▶ Work task
Below are some records. Print exactly the lines between the one holding "These mutate process" and the one holding "unsafe fn set_env(key: &str, value: &str)", inclusive, and nothing else.
*** Begin section ***
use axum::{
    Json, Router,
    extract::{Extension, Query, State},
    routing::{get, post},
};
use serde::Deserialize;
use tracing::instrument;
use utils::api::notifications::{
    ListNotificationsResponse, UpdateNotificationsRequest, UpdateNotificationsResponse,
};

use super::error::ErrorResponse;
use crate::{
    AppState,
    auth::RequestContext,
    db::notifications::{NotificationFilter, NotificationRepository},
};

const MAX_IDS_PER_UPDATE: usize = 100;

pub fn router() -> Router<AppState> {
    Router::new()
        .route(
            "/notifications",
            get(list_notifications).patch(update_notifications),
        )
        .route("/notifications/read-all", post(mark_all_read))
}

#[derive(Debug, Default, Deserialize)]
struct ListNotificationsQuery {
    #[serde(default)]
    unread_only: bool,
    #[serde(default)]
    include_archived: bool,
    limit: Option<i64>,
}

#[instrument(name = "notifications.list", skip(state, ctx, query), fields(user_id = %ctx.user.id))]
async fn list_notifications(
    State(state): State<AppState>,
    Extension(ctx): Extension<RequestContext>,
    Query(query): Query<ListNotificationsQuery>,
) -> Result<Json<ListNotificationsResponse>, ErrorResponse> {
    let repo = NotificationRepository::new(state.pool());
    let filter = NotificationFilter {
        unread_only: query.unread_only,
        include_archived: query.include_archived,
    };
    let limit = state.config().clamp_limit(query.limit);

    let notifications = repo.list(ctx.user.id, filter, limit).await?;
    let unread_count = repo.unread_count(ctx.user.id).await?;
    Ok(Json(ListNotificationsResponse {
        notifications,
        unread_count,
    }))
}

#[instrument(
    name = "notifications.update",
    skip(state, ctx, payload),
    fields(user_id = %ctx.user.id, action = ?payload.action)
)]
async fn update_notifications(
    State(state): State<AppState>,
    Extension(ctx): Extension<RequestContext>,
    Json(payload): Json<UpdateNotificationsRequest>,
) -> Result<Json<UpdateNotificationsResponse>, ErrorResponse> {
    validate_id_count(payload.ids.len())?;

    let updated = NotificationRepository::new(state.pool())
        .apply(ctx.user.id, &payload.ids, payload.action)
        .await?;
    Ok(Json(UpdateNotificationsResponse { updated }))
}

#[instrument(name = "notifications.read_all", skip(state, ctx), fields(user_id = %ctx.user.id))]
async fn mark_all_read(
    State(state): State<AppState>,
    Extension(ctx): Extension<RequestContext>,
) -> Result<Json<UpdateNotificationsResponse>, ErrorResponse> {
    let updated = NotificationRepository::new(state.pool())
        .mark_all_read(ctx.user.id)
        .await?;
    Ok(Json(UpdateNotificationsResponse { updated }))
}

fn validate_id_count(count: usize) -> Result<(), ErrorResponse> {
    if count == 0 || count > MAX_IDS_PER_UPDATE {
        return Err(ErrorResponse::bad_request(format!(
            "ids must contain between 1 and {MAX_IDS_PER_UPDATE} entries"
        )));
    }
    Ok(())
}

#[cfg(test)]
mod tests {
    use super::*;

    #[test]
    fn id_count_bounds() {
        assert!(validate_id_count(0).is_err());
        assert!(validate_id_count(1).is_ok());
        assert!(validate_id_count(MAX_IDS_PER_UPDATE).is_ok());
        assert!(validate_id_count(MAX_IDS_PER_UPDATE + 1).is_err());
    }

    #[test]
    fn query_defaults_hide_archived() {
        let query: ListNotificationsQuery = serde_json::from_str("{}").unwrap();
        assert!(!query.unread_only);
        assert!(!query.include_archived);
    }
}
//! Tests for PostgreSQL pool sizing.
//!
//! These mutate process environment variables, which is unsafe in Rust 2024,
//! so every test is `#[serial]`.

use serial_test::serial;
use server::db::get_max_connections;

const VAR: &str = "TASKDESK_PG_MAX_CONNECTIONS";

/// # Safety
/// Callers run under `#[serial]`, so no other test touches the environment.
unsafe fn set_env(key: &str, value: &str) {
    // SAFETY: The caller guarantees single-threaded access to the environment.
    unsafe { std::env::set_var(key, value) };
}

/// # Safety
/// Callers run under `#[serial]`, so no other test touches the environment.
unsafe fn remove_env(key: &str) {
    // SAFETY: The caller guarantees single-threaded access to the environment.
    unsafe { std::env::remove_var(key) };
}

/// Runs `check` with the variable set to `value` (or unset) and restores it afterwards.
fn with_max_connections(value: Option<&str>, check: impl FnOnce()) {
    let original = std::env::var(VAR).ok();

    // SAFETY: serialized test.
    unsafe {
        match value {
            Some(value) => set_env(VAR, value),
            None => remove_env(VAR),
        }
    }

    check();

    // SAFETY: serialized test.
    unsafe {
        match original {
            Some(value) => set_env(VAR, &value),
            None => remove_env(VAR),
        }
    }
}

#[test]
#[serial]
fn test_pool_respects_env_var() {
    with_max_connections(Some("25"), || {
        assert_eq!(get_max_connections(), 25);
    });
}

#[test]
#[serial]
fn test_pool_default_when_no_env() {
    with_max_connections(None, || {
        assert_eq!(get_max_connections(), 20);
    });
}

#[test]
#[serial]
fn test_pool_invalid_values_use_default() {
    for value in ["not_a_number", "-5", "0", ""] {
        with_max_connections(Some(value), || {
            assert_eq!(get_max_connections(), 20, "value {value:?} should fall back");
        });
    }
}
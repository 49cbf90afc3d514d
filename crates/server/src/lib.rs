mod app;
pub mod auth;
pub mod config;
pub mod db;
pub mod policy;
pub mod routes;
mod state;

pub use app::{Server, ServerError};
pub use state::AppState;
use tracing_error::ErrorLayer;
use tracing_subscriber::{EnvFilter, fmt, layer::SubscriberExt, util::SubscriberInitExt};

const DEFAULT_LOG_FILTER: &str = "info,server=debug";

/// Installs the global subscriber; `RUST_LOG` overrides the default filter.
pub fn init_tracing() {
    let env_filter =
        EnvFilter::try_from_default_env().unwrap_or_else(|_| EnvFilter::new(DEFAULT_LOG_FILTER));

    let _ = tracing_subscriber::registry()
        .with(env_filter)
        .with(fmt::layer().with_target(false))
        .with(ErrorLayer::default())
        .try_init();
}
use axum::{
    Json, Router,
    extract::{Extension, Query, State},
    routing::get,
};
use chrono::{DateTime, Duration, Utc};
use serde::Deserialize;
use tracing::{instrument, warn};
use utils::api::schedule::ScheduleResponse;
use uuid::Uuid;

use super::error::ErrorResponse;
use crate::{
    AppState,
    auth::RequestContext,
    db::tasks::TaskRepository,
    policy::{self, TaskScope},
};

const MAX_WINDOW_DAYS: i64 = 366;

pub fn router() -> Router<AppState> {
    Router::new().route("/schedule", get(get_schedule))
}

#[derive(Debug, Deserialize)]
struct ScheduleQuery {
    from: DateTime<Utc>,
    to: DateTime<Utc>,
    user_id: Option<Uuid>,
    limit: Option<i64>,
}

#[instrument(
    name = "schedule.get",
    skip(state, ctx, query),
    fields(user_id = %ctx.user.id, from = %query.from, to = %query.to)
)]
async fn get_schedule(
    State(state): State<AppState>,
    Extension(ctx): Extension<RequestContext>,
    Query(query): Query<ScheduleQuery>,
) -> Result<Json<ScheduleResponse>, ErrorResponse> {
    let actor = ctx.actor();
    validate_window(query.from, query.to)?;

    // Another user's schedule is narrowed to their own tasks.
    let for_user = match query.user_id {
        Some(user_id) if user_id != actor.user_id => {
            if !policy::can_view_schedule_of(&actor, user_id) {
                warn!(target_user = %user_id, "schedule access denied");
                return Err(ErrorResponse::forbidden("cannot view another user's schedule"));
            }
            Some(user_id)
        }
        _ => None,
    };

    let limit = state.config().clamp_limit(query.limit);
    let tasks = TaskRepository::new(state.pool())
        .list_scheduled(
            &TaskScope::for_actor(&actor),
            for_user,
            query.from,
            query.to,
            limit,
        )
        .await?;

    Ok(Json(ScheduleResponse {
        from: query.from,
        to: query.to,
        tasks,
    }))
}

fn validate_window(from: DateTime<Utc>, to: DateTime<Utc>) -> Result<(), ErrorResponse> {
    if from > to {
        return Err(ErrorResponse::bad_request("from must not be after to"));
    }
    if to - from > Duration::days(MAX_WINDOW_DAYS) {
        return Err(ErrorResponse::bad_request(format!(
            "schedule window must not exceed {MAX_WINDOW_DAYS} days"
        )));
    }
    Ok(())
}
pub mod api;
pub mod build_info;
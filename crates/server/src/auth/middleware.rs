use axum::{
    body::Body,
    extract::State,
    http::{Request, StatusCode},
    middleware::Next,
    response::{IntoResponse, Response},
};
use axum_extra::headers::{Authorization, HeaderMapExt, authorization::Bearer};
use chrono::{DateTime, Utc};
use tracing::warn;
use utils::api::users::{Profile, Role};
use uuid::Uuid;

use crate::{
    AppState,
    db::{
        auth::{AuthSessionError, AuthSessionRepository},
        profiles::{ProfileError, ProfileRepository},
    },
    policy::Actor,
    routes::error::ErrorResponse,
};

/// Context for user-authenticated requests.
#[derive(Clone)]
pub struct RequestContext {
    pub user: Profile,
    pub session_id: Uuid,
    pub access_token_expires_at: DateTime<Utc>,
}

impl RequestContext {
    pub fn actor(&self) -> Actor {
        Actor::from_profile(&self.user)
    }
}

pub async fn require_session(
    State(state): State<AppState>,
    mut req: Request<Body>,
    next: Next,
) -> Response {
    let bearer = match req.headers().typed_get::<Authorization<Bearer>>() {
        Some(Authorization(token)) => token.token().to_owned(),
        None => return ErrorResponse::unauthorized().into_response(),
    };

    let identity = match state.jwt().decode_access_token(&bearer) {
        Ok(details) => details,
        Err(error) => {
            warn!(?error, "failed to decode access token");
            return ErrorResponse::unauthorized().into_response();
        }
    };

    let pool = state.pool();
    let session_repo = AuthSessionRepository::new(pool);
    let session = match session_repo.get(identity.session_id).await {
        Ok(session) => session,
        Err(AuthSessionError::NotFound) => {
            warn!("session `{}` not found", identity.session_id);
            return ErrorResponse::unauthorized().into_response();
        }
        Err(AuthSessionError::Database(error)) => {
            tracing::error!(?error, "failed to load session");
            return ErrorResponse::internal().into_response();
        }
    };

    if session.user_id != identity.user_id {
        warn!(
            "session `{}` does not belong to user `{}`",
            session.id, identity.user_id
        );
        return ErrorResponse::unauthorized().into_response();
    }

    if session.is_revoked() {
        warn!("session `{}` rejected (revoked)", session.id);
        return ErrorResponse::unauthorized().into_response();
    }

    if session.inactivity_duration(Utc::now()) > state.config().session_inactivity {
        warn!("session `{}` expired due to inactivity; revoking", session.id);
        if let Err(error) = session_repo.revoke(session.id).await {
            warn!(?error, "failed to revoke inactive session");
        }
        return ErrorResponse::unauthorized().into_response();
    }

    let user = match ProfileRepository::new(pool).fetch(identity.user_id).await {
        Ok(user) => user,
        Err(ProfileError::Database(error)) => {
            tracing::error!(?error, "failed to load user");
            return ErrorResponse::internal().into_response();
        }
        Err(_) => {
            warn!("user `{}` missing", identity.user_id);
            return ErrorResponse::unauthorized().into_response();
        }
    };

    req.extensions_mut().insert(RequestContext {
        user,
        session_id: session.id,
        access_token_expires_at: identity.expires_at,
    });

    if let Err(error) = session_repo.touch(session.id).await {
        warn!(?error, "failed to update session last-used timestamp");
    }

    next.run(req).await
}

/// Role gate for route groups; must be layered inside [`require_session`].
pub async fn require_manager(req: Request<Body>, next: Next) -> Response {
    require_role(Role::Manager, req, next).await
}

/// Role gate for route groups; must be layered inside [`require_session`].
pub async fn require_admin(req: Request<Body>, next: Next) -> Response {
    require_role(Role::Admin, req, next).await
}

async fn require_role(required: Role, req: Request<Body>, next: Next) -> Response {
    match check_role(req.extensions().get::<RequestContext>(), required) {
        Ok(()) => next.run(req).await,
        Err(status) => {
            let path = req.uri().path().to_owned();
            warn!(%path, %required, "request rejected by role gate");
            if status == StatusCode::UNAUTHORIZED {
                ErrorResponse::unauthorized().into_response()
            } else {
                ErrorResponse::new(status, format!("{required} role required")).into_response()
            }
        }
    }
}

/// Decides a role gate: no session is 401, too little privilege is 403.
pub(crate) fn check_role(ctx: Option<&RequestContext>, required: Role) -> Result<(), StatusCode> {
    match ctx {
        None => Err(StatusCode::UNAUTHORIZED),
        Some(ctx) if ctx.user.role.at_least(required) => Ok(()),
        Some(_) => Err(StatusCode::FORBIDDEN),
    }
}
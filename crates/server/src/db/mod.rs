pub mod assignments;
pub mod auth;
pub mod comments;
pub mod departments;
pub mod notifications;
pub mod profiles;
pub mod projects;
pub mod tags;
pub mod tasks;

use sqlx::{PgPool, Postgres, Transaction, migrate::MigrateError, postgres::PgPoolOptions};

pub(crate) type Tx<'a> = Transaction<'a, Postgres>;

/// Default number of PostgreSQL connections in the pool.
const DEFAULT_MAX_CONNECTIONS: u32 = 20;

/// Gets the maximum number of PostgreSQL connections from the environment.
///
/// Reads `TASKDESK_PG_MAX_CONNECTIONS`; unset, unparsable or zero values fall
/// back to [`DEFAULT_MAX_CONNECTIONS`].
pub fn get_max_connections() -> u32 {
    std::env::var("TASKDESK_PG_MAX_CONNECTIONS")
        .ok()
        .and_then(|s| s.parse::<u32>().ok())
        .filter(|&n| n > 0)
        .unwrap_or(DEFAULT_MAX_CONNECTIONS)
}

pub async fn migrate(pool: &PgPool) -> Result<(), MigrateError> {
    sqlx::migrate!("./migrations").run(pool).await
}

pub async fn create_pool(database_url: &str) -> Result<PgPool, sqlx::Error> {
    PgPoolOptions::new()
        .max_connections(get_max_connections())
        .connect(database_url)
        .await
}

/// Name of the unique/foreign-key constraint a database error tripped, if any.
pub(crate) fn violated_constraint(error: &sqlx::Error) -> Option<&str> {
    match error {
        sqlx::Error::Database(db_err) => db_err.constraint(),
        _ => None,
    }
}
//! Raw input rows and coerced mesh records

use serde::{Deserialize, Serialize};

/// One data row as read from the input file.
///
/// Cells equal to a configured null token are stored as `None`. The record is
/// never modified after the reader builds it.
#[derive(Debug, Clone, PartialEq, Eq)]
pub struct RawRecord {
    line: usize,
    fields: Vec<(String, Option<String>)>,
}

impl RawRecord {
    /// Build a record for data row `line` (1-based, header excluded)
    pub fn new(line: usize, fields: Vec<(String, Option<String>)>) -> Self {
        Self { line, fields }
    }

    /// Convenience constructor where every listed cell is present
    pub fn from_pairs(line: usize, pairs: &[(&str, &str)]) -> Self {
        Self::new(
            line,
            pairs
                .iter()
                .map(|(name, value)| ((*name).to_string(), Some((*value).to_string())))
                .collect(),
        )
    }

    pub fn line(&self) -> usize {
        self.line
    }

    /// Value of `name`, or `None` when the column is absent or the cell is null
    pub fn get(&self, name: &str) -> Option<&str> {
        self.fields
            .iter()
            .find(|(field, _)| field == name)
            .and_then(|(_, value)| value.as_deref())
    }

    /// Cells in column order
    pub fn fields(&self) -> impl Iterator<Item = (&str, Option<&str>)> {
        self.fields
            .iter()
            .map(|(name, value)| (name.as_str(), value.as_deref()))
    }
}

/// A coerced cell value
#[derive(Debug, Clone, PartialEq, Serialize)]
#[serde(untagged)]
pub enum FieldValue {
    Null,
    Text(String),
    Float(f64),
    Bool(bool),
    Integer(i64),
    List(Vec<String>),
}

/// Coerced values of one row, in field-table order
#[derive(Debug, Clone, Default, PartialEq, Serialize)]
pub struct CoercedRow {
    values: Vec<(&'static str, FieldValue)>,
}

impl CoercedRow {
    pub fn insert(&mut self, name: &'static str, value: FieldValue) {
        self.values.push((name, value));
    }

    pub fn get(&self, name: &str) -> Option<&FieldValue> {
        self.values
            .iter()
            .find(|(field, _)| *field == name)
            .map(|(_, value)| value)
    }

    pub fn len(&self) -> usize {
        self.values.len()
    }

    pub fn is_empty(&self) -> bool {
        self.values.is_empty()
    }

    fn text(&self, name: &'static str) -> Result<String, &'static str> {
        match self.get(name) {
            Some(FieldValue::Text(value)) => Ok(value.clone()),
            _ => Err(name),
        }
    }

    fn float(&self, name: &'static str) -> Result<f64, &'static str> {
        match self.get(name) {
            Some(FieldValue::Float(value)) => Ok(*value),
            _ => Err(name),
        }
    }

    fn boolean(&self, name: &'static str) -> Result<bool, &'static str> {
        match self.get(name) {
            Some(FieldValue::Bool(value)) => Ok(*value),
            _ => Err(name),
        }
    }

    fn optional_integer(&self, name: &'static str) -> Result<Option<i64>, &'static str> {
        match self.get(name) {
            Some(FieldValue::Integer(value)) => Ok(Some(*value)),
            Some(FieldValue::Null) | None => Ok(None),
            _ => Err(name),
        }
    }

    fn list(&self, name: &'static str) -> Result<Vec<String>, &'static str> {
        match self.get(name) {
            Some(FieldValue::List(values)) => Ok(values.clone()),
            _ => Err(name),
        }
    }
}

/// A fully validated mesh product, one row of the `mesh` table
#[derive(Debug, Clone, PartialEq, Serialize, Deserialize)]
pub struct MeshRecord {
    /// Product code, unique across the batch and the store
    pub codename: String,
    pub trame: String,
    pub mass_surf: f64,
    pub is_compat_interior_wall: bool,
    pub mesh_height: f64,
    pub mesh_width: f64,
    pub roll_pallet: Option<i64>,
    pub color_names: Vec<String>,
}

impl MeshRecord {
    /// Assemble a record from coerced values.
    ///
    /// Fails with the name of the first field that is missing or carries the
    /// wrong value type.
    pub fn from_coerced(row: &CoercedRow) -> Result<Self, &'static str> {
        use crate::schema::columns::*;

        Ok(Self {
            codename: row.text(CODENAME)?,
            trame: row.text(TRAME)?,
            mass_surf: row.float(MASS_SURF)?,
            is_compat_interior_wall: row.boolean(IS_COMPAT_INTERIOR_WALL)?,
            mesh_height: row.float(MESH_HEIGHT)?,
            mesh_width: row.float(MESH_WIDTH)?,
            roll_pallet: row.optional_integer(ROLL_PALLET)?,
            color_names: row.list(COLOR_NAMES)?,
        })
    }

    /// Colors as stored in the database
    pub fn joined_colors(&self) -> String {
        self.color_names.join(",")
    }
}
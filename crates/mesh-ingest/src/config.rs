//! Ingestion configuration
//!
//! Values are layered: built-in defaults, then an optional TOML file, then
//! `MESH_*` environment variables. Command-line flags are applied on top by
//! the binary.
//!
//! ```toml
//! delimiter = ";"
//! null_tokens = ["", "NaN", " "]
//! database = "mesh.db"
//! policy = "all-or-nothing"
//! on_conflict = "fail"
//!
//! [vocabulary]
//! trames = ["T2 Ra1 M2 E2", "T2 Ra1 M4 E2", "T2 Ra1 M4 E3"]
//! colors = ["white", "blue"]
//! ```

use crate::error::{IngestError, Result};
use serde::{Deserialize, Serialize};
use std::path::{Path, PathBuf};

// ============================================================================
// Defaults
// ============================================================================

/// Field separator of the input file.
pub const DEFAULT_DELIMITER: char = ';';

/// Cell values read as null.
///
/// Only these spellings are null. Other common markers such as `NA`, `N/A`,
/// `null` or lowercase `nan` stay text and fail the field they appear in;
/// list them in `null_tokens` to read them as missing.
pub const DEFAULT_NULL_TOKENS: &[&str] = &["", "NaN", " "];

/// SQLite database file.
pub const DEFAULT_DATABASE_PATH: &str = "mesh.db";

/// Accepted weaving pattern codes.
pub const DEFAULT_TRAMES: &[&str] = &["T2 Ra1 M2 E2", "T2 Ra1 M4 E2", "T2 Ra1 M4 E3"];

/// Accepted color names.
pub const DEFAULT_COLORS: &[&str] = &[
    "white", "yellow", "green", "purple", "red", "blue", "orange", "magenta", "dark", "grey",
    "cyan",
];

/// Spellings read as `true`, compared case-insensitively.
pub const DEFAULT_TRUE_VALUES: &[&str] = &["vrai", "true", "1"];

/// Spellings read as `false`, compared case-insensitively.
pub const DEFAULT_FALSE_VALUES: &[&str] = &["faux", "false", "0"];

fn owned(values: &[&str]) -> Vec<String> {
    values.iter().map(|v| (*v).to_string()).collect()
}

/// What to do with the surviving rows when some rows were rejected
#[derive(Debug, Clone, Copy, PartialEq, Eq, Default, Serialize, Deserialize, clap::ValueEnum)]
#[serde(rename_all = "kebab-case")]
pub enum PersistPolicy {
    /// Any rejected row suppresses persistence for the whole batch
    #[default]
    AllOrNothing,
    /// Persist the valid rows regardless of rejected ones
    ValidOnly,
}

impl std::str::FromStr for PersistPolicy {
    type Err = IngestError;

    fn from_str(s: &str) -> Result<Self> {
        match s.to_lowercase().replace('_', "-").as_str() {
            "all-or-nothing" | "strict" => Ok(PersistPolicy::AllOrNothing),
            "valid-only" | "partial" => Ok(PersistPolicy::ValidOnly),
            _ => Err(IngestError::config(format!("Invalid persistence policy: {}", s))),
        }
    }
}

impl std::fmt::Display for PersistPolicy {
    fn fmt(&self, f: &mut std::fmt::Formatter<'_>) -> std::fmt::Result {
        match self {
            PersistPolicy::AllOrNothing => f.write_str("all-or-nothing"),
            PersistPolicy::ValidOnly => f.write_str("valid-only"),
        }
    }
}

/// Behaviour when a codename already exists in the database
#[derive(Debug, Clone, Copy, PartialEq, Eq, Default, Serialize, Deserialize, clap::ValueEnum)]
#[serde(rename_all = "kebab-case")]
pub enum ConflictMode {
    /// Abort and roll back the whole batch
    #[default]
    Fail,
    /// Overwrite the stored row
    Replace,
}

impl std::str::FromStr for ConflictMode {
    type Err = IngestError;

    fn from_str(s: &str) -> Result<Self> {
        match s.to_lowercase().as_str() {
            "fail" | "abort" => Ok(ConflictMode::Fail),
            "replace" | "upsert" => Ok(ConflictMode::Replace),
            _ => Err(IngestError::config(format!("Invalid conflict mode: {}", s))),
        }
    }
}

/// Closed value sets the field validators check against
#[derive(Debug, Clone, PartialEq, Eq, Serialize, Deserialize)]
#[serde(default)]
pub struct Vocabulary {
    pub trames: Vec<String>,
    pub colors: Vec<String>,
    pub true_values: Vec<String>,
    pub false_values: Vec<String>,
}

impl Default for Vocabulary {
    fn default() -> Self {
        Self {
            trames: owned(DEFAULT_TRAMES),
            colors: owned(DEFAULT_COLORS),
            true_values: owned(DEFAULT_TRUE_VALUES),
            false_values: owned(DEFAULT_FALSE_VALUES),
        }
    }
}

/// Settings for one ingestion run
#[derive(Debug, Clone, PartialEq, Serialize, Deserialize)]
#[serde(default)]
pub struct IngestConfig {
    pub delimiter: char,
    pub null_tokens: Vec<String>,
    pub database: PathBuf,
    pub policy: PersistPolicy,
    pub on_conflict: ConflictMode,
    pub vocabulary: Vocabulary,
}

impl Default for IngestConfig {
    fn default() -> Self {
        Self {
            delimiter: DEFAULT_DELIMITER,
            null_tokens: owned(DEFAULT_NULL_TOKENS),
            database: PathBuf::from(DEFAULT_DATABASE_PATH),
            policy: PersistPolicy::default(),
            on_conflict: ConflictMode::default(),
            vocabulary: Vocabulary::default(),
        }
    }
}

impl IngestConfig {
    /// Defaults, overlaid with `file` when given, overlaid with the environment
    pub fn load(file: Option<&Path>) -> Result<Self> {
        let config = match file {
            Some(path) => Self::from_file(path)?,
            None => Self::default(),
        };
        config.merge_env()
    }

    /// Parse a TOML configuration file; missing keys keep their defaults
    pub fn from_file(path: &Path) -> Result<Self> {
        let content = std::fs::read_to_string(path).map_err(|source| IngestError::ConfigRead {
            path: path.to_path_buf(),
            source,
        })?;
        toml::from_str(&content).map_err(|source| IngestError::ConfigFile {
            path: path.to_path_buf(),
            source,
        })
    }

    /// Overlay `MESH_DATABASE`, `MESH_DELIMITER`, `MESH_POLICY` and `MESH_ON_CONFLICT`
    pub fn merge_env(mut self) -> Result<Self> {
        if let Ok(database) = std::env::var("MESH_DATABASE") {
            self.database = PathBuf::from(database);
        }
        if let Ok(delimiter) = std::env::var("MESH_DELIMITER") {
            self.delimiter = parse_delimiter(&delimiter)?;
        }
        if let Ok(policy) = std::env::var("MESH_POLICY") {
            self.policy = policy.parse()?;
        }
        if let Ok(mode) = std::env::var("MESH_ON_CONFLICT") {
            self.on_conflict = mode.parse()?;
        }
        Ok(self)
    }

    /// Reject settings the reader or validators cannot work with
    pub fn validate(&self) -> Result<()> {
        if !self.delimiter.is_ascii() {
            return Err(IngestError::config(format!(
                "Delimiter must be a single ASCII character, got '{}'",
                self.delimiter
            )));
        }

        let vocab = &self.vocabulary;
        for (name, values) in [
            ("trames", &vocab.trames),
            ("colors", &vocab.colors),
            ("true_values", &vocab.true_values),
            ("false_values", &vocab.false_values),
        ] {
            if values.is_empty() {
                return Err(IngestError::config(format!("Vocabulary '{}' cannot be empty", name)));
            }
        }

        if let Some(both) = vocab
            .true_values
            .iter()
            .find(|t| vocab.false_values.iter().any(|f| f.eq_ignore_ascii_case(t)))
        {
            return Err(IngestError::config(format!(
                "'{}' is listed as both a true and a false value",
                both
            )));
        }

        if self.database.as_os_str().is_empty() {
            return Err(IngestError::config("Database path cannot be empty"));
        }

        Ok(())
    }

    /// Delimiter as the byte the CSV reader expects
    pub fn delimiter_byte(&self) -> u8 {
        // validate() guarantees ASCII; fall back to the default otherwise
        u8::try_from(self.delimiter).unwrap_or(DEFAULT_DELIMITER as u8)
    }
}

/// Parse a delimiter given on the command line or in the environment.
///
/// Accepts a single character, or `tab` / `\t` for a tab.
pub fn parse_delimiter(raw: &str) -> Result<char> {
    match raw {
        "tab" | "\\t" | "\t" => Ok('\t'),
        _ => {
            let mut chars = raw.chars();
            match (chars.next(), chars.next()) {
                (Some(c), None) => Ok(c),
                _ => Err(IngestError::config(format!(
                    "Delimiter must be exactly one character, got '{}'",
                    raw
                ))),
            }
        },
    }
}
*** End section ***
▶ Response to the exercise
//! These mutate process environment variables, which is unsafe in Rust 2024,
//! so every test is `#[serial]`.

use serial_test::serial;
use server::db::get_max_connections;

const VAR: &str = "TASKDESK_PG_MAX_CONNECTIONS";

/// # Safety
/// Callers run under `#[serial]`, so no other test touches the environment.
unsafe fn set_env(key: &str, value: &str) {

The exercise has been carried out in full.